### What you need to do
Below are several entries. Transcribe exactly those lines that fall from the one with "and prints the" through the one with "#[derive(Args, Debug)]", end lines included.

===============

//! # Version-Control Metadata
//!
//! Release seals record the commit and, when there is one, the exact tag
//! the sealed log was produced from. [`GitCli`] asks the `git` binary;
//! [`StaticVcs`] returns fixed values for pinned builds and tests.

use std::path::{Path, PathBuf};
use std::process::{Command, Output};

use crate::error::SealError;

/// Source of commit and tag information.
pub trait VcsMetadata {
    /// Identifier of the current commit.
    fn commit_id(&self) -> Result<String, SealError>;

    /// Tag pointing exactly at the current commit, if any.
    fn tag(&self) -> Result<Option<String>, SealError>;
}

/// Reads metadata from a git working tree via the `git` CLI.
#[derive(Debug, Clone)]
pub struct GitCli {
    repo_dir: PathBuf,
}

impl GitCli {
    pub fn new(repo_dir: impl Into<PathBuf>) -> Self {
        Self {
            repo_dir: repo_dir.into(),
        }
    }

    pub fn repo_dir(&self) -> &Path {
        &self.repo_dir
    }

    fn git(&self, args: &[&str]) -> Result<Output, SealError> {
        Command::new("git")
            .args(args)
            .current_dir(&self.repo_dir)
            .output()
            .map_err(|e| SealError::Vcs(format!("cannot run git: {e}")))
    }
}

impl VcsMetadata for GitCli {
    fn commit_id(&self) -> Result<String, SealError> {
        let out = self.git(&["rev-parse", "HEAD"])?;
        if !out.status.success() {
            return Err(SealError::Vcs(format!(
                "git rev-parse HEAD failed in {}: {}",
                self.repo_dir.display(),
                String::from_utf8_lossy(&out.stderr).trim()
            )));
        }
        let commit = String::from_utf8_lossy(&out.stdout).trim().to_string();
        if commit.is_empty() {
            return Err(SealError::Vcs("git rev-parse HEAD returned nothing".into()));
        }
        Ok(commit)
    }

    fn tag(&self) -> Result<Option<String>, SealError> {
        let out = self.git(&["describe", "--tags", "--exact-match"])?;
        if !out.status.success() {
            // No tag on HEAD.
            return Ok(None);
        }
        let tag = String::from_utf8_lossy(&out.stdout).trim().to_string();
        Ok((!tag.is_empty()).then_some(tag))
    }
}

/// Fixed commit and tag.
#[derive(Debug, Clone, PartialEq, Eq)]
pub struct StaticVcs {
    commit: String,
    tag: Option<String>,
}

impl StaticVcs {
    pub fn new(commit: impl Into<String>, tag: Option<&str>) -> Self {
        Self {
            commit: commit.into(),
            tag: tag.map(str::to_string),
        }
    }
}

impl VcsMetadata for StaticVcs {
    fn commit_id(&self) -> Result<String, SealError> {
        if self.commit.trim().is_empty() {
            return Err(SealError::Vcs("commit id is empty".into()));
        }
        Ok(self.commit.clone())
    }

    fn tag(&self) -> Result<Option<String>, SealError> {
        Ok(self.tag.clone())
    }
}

===============

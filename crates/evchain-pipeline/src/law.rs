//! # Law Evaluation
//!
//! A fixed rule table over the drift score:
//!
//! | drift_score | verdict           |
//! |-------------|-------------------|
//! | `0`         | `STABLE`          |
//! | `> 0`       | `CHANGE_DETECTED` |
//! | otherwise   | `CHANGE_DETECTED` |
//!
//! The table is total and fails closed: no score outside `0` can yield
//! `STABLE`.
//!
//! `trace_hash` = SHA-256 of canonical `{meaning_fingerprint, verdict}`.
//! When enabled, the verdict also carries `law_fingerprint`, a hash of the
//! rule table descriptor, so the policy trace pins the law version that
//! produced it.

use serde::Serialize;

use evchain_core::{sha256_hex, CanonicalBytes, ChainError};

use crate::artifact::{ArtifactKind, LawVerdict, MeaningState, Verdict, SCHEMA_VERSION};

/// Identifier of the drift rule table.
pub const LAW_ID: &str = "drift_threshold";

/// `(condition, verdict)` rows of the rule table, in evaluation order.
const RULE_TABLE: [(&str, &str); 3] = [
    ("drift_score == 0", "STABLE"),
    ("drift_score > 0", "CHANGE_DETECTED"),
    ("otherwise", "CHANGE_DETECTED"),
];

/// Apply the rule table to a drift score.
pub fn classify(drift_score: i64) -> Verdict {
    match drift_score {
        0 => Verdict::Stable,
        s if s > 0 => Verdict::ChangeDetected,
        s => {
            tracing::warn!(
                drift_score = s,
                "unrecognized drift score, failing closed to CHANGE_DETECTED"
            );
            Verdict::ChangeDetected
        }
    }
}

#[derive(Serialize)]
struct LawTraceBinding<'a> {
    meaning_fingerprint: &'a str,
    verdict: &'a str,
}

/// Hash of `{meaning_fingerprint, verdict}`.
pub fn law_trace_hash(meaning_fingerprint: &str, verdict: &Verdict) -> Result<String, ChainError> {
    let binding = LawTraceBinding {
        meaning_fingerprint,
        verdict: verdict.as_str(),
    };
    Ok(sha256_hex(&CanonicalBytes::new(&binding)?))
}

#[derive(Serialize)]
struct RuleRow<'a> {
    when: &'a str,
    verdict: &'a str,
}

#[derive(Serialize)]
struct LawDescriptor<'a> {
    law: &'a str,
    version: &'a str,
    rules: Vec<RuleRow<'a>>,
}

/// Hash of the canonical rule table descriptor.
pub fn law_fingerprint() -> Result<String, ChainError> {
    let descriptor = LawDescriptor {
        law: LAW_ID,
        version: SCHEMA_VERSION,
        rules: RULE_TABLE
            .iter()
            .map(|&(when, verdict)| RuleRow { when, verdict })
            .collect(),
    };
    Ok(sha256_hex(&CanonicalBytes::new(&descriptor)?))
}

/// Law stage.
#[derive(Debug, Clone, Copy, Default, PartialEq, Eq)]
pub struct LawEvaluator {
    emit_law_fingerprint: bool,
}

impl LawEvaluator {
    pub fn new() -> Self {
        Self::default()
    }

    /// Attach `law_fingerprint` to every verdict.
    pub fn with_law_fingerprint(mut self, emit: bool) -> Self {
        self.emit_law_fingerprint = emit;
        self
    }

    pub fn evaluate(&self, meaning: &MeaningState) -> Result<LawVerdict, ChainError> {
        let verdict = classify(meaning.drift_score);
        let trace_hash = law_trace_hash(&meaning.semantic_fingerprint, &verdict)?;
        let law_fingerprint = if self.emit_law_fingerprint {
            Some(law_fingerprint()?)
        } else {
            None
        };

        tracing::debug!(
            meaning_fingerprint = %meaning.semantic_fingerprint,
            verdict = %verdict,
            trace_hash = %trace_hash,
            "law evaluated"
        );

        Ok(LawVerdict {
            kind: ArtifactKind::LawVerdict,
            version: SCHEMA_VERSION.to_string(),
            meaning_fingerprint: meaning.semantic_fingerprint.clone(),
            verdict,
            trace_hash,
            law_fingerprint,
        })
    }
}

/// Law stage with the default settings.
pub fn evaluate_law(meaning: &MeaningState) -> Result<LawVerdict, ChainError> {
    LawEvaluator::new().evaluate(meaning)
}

===============

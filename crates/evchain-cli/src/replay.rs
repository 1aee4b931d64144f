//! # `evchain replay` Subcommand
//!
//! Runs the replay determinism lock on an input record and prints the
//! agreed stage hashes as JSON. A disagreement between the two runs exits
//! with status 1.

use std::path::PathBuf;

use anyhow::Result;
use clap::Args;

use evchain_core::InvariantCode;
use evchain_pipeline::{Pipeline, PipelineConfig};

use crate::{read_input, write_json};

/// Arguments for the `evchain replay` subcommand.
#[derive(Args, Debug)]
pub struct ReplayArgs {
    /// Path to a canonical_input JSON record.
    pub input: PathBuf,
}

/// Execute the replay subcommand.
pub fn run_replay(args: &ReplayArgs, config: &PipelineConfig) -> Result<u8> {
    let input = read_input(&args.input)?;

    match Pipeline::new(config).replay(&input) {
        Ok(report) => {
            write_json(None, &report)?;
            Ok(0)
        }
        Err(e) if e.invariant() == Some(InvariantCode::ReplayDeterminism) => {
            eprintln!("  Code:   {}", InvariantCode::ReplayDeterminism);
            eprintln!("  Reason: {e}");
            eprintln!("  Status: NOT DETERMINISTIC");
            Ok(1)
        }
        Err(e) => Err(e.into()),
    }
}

===============

### Solution to this problem
//! Runs the replay determinism lock on an input record and prints the
//! agreed stage hashes as JSON. A disagreement between the two runs exits
//! with status 1.

use std::path::PathBuf;

use anyhow::Result;
use clap::Args;

use evchain_core::InvariantCode;
use evchain_pipeline::{Pipeline, PipelineConfig};

use crate::{read_input, write_json};

/// Arguments for the `evchain replay` subcommand.
#[derive(Args, Debug)]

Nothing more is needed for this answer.